Either way, the IGN review was spot in that Microsoft wanted to aim higher here with some novel actions but it never translated into a language an audience wanted to learn. Ask my wife!
Eurogamer/DF
No score
https://www.eurogamer.net/articles/digitalfoundry-xbox-one-hardware-test
Microsoft's vision is very different. It has taken a broader view of the market perhaps not entirely compatible with the needs and wants of the core gamer. It is willing to make the trades on gaming power in order to potentially revolutionise the way we interact with entertainment in the living room - Microsoft is betting that once we've experienced it, we'll never be able to go back. It's a bold gamble, but the key issue is that much of this revolutionary functionality just isn't there right now. The price differential with PlayStation 4 clearly is.
There are some great ideas here, then, but we've had just a small glimpse of what the machine is capable of. Cool functions like resuming gameplay from standby are flaky, while the centrepiece of the media experience - full integration with live TV - just isn't there yet outside of Microsoft's home market. It's coming, but we have no idea when. The core of what's left, beyond some neat features, is very much a games machine: one whose capabilities are proven, but which remains considerably more expensive than PlayStation 4.
Probably the most prescient of all the main console reviews, Richard Leadbetter had the clearest line of sight for what the Xbox One would struggle with for most of the generation in both its messaging and perception at the very least. Full integration with live tv never materialised outside of NA, and many features that were promised at launch never lived up to its full potential.
Kotaku
Buy: Not Yet
https://kotaku.com/the-xbox-one-the-kotaku-review-1467960010
There was admiration here for trying something new but the convergency they guessed at never emerged. New versions of the hardware stepped further and further away from this great experiment as subsequent dashboards stripped out features such as Snap reducing the Xbox One to a games console that wasn't quite as powerful as it's neighbour. The PS4.I admire what Microsoft is trying to do with the Xbox One, and I'm rooting for them to give their console that final push to get it to where it needs to be. The whole thing is almost there. The Kinect almost works well enough to get me to use it all the time. The TV integration is almost smooth enough to make me plug it into the heart of my living-room setup. Multitasking almost works well enough to get me checking the internet while I play games.

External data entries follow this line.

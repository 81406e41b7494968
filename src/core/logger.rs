//! Tracing setup
//!
//! Supports plain text or JSON lines on stdout, plus an optional log file
//! written through a non-blocking appender.

use crate::config::LoggingConfig;
use std::path::Path;
use thiserror::Error;
use tracing_appender::non_blocking::WorkerGuard;
use tracing_subscriber::layer::SubscriberExt;
use tracing_subscriber::util::SubscriberInitExt;
use tracing_subscriber::{fmt, EnvFilter};

/// Logging setup errors
#[derive(Error, Debug)]
pub enum LoggingError {
    /// Bad filter directive
    #[error("Invalid log filter `{0}`")]
    Filter(String),

    /// Log file path has no file name
    #[error("Invalid log file path: {0}")]
    FilePath(String),

    /// A global subscriber is already installed
    #[error("Failed to install subscriber: {0}")]
    Init(String),
}

/// Build the filter: `RUST_LOG` wins over the configured level
pub fn build_filter(level: &str) -> Result<EnvFilter, LoggingError> {
    match EnvFilter::try_from_default_env() {
        Ok(filter) => Ok(filter),
        Err(_) => EnvFilter::try_new(level).map_err(|_| LoggingError::Filter(level.to_string())),
    }
}

/// Install the global subscriber
///
/// Keep the returned guard alive for as long as file logging should flush.
pub fn init(config: &LoggingConfig) -> Result<Option<WorkerGuard>, LoggingError> {
    let filter = build_filter(&config.level)?;

    let (file_layer, guard) = match &config.file {
        Some(path) => {
            let file_name = path
                .file_name()
                .ok_or_else(|| LoggingError::FilePath(path.display().to_string()))?;
            let dir = path
                .parent()
                .filter(|dir| !dir.as_os_str().is_empty())
                .unwrap_or_else(|| Path::new("."));
            let appender = tracing_appender::rolling::never(dir, file_name);
            let (writer, guard) = tracing_appender::non_blocking(appender);
            (
                Some(fmt::layer().with_ansi(false).with_writer(writer)),
                Some(guard),
            )
        }
        None => (None, None),
    };

    let text_layer = (!config.json).then(|| fmt::layer().with_target(false));
    let json_layer = config.json.then(|| fmt::layer().json());

    tracing_subscriber::registry()
        .with(filter)
        .with(text_layer)
        .with(json_layer)
        .with(file_layer)
        .try_init()
        .map_err(|e| LoggingError::Init(e.to_string()))?;

    Ok(guard)
}
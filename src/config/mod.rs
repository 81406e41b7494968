//! Configuration module
//!
//! Handles gateway settings loaded from TOML

mod settings;

pub use settings::{
    ConfigError, GatewayConfig, LoggingConfig, OpcodeConfig, ProtocolConfig, SerialSettings,
    ServerConfig,
};

use directories::ProjectDirs;
use std::path::PathBuf;

/// Get the gateway configuration directory
pub fn config_dir() -> Option<PathBuf> {
    ProjectDirs::from("com", "carebot", "CareBot Gateway")
        .map(|dirs| dirs.config_dir().to_path_buf())
}

/// Default config file location
pub fn config_file() -> Option<PathBuf> {
    config_dir().map(|dir| dir.join("config.toml"))
}
//! Serial port link implementation

use super::{LineBuffer, SerialLink, TransportError};
use crate::config::SerialSettings;
use serialport::{DataBits, FlowControl, Parity, SerialPort, StopBits};
use std::io::{Read, Write};
use std::time::Duration;

/// Link to the controller over a real serial port
pub struct SerialPortLink {
    name: String,
    baud_rate: u32,
    port: Box<dyn SerialPort>,
    buffer: LineBuffer,
}

impl SerialPortLink {
    /// Open `name` with the configured line settings (8N1, no flow control)
    pub fn open(name: &str, settings: &SerialSettings) -> Result<Self, TransportError> {
        let port = serialport::new(name, settings.baud_rate)
            .data_bits(DataBits::Eight)
            .stop_bits(StopBits::One)
            .parity(Parity::None)
            .flow_control(FlowControl::None)
            // Reads only consume bytes already buffered, so this bounds writes
            .timeout(Duration::from_millis(settings.write_timeout_ms))
            .open()
            .map_err(|e| match e.kind() {
                serialport::ErrorKind::NoDevice => TransportError::PortNotFound(name.to_string()),
                serialport::ErrorKind::Io(std::io::ErrorKind::PermissionDenied) => {
                    TransportError::PermissionDenied(name.to_string())
                }
                _ => TransportError::ConnectionFailed(e.to_string()),
            })?;

        Ok(Self {
            name: name.to_string(),
            baud_rate: settings.baud_rate,
            port,
            buffer: LineBuffer::new(),
        })
    }
}

impl SerialLink for SerialPortLink {
    fn write_frame(&mut self, frame: &[u8]) -> std::io::Result<()> {
        self.port.write_all(frame)?;
        self.port.flush()
    }

    fn read_line(&mut self) -> std::io::Result<Option<String>> {
        if let Some(line) = self.buffer.next_line() {
            return Ok(Some(line));
        }

        let available = self.port.bytes_to_read()? as usize;
        if available == 0 {
            return Ok(None);
        }

        let mut chunk = vec![0u8; available.min(super::MAX_TELEMETRY_LINE)];
        match self.port.read(&mut chunk) {
            Ok(0) => Err(std::io::ErrorKind::UnexpectedEof.into()),
            Ok(n) => {
                self.buffer.extend(&chunk[..n]);
                Ok(self.buffer.next_line())
            }
            Err(e) if e.kind() == std::io::ErrorKind::TimedOut => Ok(None),
            Err(e) => Err(e),
        }
    }

    fn describe(&self) -> String {
        format!("{} @ {} baud (8N1)", self.name, self.baud_rate)
    }
}

/// List available serial ports
pub fn list_ports() -> Result<Vec<serialport::SerialPortInfo>, TransportError> {
    serialport::available_ports().map_err(|e| TransportError::IoError(e.into()))
}
//! Shared harness for gateway integration tests

#![allow(dead_code)]

use carebot_core::core::transport::SerialLink;
use carebot_core::{Gateway, GatewayConfig, VirtualController, VirtualLink};
use std::future::Future;
use std::net::SocketAddr;
use std::time::Duration;
use tokio::io::{AsyncBufReadExt, AsyncWriteExt, BufReader, Lines};
use tokio::net::tcp::{OwnedReadHalf, OwnedWriteHalf};
use tokio::net::TcpStream;
use tokio::task::JoinHandle;

/// Upper bound for any single wait in these tests
pub const TIMEOUT: Duration = Duration::from_secs(5);

/// Config bound to an ephemeral loopback port with fast telemetry polling
pub fn test_config() -> GatewayConfig {
    let mut config = GatewayConfig::default();
    config.server.host = "127.0.0.1".to_string();
    config.server.port = 0;
    config.serial.poll_interval_ms = 5;
    config.serial.settle_ms = 0;
    config
}

/// A gateway serving on loopback
pub struct Harness {
    pub gateway: Gateway,
    pub addr: SocketAddr,
    pub controller: Option<VirtualController>,
    pub server: JoinHandle<carebot_core::GatewayResult<()>>,
}

impl Harness {
    /// Serve with a virtual controller
    pub async fn start(config: GatewayConfig) -> Self {
        let (link, controller) = VirtualLink::pair();
        Self::spawn(config, Some(Box::new(link)), Some(controller)).await
    }

    /// Serve without any controller
    pub async fn start_without_device(config: GatewayConfig) -> Self {
        Self::spawn(config, None, None).await
    }

    async fn spawn(
        config: GatewayConfig,
        link: Option<Box<dyn SerialLink>>,
        controller: Option<VirtualController>,
    ) -> Self {
        let gateway = Gateway::new(&config, link).expect("valid config");
        let listener = gateway.bind().await.expect("bind loopback");
        let addr = listener.local_addr().expect("local addr");
        let serving = gateway.clone();
        let server = tokio::spawn(async move { serving.serve(listener).await });
        Self {
            gateway,
            addr,
            controller,
            server,
        }
    }

    /// The virtual controller behind the gateway
    pub fn controller(&self) -> &VirtualController {
        self.controller.as_ref().expect("harness has a controller")
    }

    /// Connect a client and wait until the gateway has registered it
    pub async fn connect(&self) -> Client {
        let before = self.gateway.session_count();
        let client = Client::connect(self.addr).await;
        let gateway = self.gateway.clone();
        wait_until(move || gateway.session_count() > before).await;
        client
    }

    /// Stop the gateway and wait for `serve` to return
    pub async fn stop(self) {
        self.gateway.shutdown();
        tokio::time::timeout(TIMEOUT, self.server)
            .await
            .expect("serve returned in time")
            .expect("serve task")
            .expect("serve result");
    }
}

/// A line-oriented TCP client
pub struct Client {
    lines: Lines<BufReader<OwnedReadHalf>>,
    writer: OwnedWriteHalf,
}

impl Client {
    /// Connect to the gateway
    pub async fn connect(addr: SocketAddr) -> Self {
        let stream = TcpStream::connect(addr).await.expect("connect");
        let (reader, writer) = stream.into_split();
        Self {
            lines: BufReader::new(reader).lines(),
            writer,
        }
    }

    /// Send one newline-terminated line
    pub async fn send(&mut self, line: &str) {
        self.send_raw(format!("{line}\n").as_bytes()).await;
    }

    /// Send raw bytes
    pub async fn send_raw(&mut self, data: &[u8]) {
        self.writer.write_all(data).await.expect("write");
    }

    /// Close the sending direction
    pub async fn finish(&mut self) {
        self.writer.shutdown().await.expect("shutdown write half");
    }

    /// Next line from the gateway, `None` at end of stream
    pub async fn recv(&mut self) -> Option<String> {
        tokio::time::timeout(TIMEOUT, self.lines.next_line())
            .await
            .expect("line in time")
            .expect("read line")
    }

    /// Send a line and return the gateway's reply
    pub async fn request(&mut self, line: &str) -> String {
        self.send(line).await;
        self.recv().await.expect("reply")
    }
}

/// Poll `condition` until it holds
pub async fn wait_until(condition: impl Fn() -> bool) {
    within(async {
        while !condition() {
            tokio::time::sleep(Duration::from_millis(5)).await;
        }
    })
    .await;
}

/// Run `future` under [`TIMEOUT`]
pub async fn within<F: Future>(future: F) -> F::Output {
    tokio::time::timeout(TIMEOUT, future)
        .await
        .expect("completed in time")
}
//! Virtual controller
//!
//! An in-memory stand-in for the serial controller. The [`VirtualLink`] half
//! is handed to the coordinator; the [`VirtualController`] half stays with the
//! caller to inject telemetry, inspect written frames and inject failures.

use super::{LineBuffer, SerialLink};
use bytes::Bytes;
use parking_lot::Mutex;
use std::sync::Arc;
use std::time::Duration;

#[derive(Debug, Default)]
struct VirtualState {
    written: Vec<Bytes>,
    inbound: LineBuffer,
    fail_writes: bool,
    fail_reads: bool,
    echo: bool,
    write_delay: Duration,
}

/// Link half of a virtual controller
pub struct VirtualLink {
    state: Arc<Mutex<VirtualState>>,
}

/// Control half of a virtual controller
#[derive(Clone)]
pub struct VirtualController {
    state: Arc<Mutex<VirtualState>>,
}

impl VirtualLink {
    /// Create a connected link/controller pair
    pub fn pair() -> (Self, VirtualController) {
        let state = Arc::new(Mutex::new(VirtualState::default()));
        (
            Self {
                state: state.clone(),
            },
            VirtualController { state },
        )
    }
}

impl SerialLink for VirtualLink {
    fn write_frame(&mut self, frame: &[u8]) -> std::io::Result<()> {
        let delay = {
            let state = self.state.lock();
            if state.fail_writes {
                return Err(std::io::Error::new(
                    std::io::ErrorKind::BrokenPipe,
                    "virtual controller disconnected",
                ));
            }
            state.write_delay
        };

        // Lock released while sleeping so the controller half stays usable
        if !delay.is_zero() {
            std::thread::sleep(delay);
        }

        let mut state = self.state.lock();
        state.written.push(Bytes::copy_from_slice(frame));
        if state.echo {
            let mut line = b"RX ".to_vec();
            line.extend_from_slice(frame);
            line.push(b'\n');
            state.inbound.extend(&line);
        }
        Ok(())
    }

    fn read_line(&mut self) -> std::io::Result<Option<String>> {
        let mut state = self.state.lock();
        if state.fail_reads {
            return Err(std::io::Error::new(
                std::io::ErrorKind::BrokenPipe,
                "virtual controller disconnected",
            ));
        }
        Ok(state.inbound.next_line())
    }

    fn describe(&self) -> String {
        "virtual controller".to_string()
    }
}

impl VirtualController {
    /// Queue one telemetry line as if the controller had printed it
    pub fn inject_line(&self, line: &str) {
        let mut state = self.state.lock();
        state.inbound.extend(line.as_bytes());
        state.inbound.extend(b"\n");
    }

    /// Queue raw bytes, which may contain partial lines
    pub fn inject_bytes(&self, data: &[u8]) {
        self.state.lock().inbound.extend(data);
    }

    /// Frames written so far, in order
    pub fn written(&self) -> Vec<Bytes> {
        self.state.lock().written.clone()
    }

    /// Number of frames written so far
    pub fn written_count(&self) -> usize {
        self.state.lock().written.len()
    }

    /// Make every following write fail
    pub fn set_fail_writes(&self, fail: bool) {
        self.state.lock().fail_writes = fail;
    }

    /// Make every following read fail
    pub fn set_fail_reads(&self, fail: bool) {
        self.state.lock().fail_reads = fail;
    }

    /// Answer every written frame with an `RX <frame>` telemetry line
    pub fn set_echo(&self, echo: bool) {
        self.state.lock().echo = echo;
    }

    /// Delay applied to each frame write
    pub fn set_write_delay(&self, delay: Duration) {
        self.state.lock().write_delay = delay;
    }
}

#[cfg(test)]
mod tests {
    use super::*;

    #[test]
    fn test_records_writes_and_serves_lines() {
        let (mut link, controller) = VirtualLink::pair();
        link.write_frame(b"START").unwrap();
        assert_eq!(controller.written(), vec![Bytes::from("START")]);

        assert_eq!(link.read_line().unwrap(), None);
        controller.inject_bytes(b"BAT ");
        assert_eq!(link.read_line().unwrap(), None);
        controller.inject_bytes(b"90\n");
        assert_eq!(link.read_line().unwrap().as_deref(), Some("BAT 90"));
    }

    #[test]
    fn test_echo() {
        let (mut link, controller) = VirtualLink::pair();
        controller.set_echo(true);
        link.write_frame(b"P2").unwrap();
        assert_eq!(link.read_line().unwrap().as_deref(), Some("RX P2"));
    }

    #[test]
    fn test_failures() {
        let (mut link, controller) = VirtualLink::pair();
        controller.set_fail_writes(true);
        assert!(link.write_frame(b"CLEAR").is_err());
        assert_eq!(controller.written_count(), 0);

        controller.set_fail_reads(true);
        assert!(link.read_line().is_err());
    }
}
//! Core module containing the gateway functionality
//!
//! This module provides:
//! - Controller link layer and the serial transport coordinator
//! - Client command decoding and opcode translation
//! - Route selection state
//! - Connection registry and telemetry fan-out
//! - Client session handling and the TCP listener
//! - Tracing setup

pub mod command;
pub mod context;
pub mod error;
pub mod listener;
pub mod logger;
pub mod registry;
pub mod route;
pub mod session;
pub mod telemetry;
pub mod translator;
pub mod transport;
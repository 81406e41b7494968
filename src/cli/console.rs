//! Operator console
//!
//! Reads commands from stdin while the gateway runs. `quit` stops the gateway;
//! closing stdin only stops the console.

use crate::core::listener::Gateway;
use tokio::io::{AsyncBufRead, AsyncBufReadExt};
use tracing::{debug, info};

/// Console command
#[derive(Debug, Clone, PartialEq, Eq)]
pub enum ConsoleCommand {
    /// Stop the gateway
    Quit,
    /// Print counters
    Status,
    /// List commands
    Help,
    /// Anything else
    Unknown(String),
}

impl ConsoleCommand {
    /// Parse one console line; blank lines yield `None`
    pub fn parse(line: &str) -> Option<Self> {
        let word = line.trim();
        if word.is_empty() {
            return None;
        }
        Some(match word.to_lowercase().as_str() {
            "quit" | "exit" | "salir" => Self::Quit,
            "status" | "estado" => Self::Status,
            "help" | "?" => Self::Help,
            _ => Self::Unknown(word.to_string()),
        })
    }
}

/// Render the status report
pub fn status_report(gateway: &Gateway) -> String {
    let stats = gateway.stats();
    let link = gateway.link_stats();
    format!(
        "sessions: {} open, {} accepted | commands: {} forwarded, {} rejected, {} device failures | \
         telemetry: {} lines | link: {} ({} frames, {} bytes, {} errors)",
        gateway.session_count(),
        stats.sessions_accepted,
        stats.commands_forwarded,
        stats.commands_rejected,
        stats.device_failures,
        stats.telemetry_lines,
        if gateway.context().coordinator.is_available() { "up" } else { "down" },
        link.frames_written,
        link.bytes_written,
        link.errors,
    )
}

/// Serve console commands until `quit`, end of input or gateway shutdown
pub async fn run_console<R>(input: R, gateway: Gateway)
where
    R: AsyncBufRead + Unpin,
{
    let shutdown = gateway.shutdown_token();
    let mut lines = input.lines();

    loop {
        let line = tokio::select! {
            () = shutdown.cancelled() => return,
            line = lines.next_line() => line,
        };

        let line = match line {
            Ok(Some(line)) => line,
            Ok(None) => {
                debug!("Console input closed");
                return;
            }
            Err(e) => {
                debug!("Console read failed: {}", e);
                return;
            }
        };

        match ConsoleCommand::parse(&line) {
            Some(ConsoleCommand::Quit) => {
                info!("Shutdown requested from console");
                gateway.shutdown();
                return;
            }
            Some(ConsoleCommand::Status) => println!("{}", status_report(&gateway)),
            Some(ConsoleCommand::Help) => println!("Commands: status, quit"),
            Some(ConsoleCommand::Unknown(word)) => println!("Unknown command `{word}`, try `help`"),
            None => {}
        }
    }
}

#[cfg(test)]
mod tests {
    use super::*;
    use crate::config::GatewayConfig;

    #[test]
    fn test_parse() {
        assert_eq!(ConsoleCommand::parse(" QUIT "), Some(ConsoleCommand::Quit));
        assert_eq!(ConsoleCommand::parse("salir"), Some(ConsoleCommand::Quit));
        assert_eq!(ConsoleCommand::parse("estado"), Some(ConsoleCommand::Status));
        assert_eq!(ConsoleCommand::parse(""), None);
        assert_eq!(
            ConsoleCommand::parse("reboot"),
            Some(ConsoleCommand::Unknown("reboot".into()))
        );
    }

    #[tokio::test]
    async fn test_quit_cancels_gateway() {
        let gateway = Gateway::new(&GatewayConfig::default(), None).unwrap();
        let token = gateway.shutdown_token();
        run_console(&b"status\nquit\nstatus\n"[..], gateway).await;
        assert!(token.is_cancelled());
    }

    #[tokio::test]
    async fn test_eof_does_not_cancel() {
        let gateway = Gateway::new(&GatewayConfig::default(), None).unwrap();
        let token = gateway.shutdown_token();
        run_console(&b"help\n"[..], gateway).await;
        assert!(!token.is_cancelled());
    }

    #[test]
    fn test_status_report_mentions_link_state() {
        let gateway = Gateway::new(&GatewayConfig::default(), None).unwrap();
        let report = status_report(&gateway);
        assert!(report.contains("0 open"));
        assert!(report.contains("link: down"));
    }
}
//! Connection registry for telemetry fan-out

use super::error::{GatewayError, GatewayResult};
use parking_lot::Mutex;
use std::collections::HashMap;
use std::net::SocketAddr;
use tokio::sync::mpsc;
use tokio::sync::mpsc::error::TrySendError;
use tracing::{debug, warn};
use uuid::Uuid;

/// Unique client session identifier
pub type SessionId = Uuid;

/// Registry entry for one connected client
#[derive(Debug, Clone)]
pub struct SessionHandle {
    /// Session ID
    pub id: SessionId,
    /// Remote address
    pub peer: SocketAddr,
    outbound: mpsc::Sender<String>,
}

impl SessionHandle {
    /// Create a handle delivering into `outbound`
    pub fn new(id: SessionId, peer: SocketAddr, outbound: mpsc::Sender<String>) -> Self {
        Self { id, peer, outbound }
    }
}

/// Tracks live sessions
///
/// A single lock covers registration, removal and broadcast iteration.
#[derive(Debug, Default)]
pub struct ConnectionRegistry {
    sessions: Mutex<HashMap<SessionId, SessionHandle>>,
}

impl ConnectionRegistry {
    /// Create an empty registry
    pub fn new() -> Self {
        Self::default()
    }

    /// Register a session
    pub fn register(&self, session: SessionHandle) {
        debug!("Registering session {} ({})", session.id, session.peer);
        self.sessions.lock().insert(session.id, session);
    }

    /// Remove a session; returns whether it was still registered
    pub fn unregister(&self, id: SessionId) -> bool {
        self.sessions.lock().remove(&id).is_some()
    }

    /// Number of registered sessions
    pub fn len(&self) -> usize {
        self.sessions.lock().len()
    }

    /// Whether no session is registered
    pub fn is_empty(&self) -> bool {
        self.sessions.lock().is_empty()
    }

    /// Whether a session is registered
    pub fn contains(&self, id: SessionId) -> bool {
        self.sessions.lock().contains_key(&id)
    }

    /// Queue a line for every registered session
    ///
    /// Sessions whose queue is closed are pruned and delivery continues to
    /// the rest. A session with a full queue misses this line but stays
    /// registered. Returns the number of sessions the line was queued for.
    pub fn broadcast(&self, line: &str) -> GatewayResult<usize> {
        let mut delivered = 0;
        let mut pruned = 0;

        self.sessions
            .lock()
            .retain(|id, session| match session.outbound.try_send(line.to_string()) {
                Ok(()) => {
                    delivered += 1;
                    true
                }
                Err(TrySendError::Full(_)) => {
                    warn!("Session {} is not keeping up, dropped telemetry line", id);
                    true
                }
                Err(TrySendError::Closed(_)) => {
                    debug!("Pruning closed session {} ({})", id, session.peer);
                    pruned += 1;
                    false
                }
            });

        if pruned > 0 {
            Err(GatewayError::BroadcastPartialFailure { delivered, pruned })
        } else {
            Ok(delivered)
        }
    }
}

The skeptic in me says that while many technology manufacturers seem hell-bent on making the next great convergence device, technology tends to diverge. New devices are more likely to take on a role we didn't know we wanted (e.g. people now own a smartphone, a laptop and a tablet) instead of pulling together multiple roles we didn't realize could be combined. Successful convergence devices like the iPhone will forever inspire others to swim upstream, attempting to replicate a one-in-a-million success. Will our living rooms ever be governed by a single device? And if so, will that device be the Xbox One?
Summary:
While we are about to learn more about the new Xbox and PS5 in the coming months it's worth keeping in mind that the product that releases this fall (and the review takes that follow) won't necessarily pan out with the end result towards the end of the generation. So for all the thirst we have today remember that none of this will matter years from now.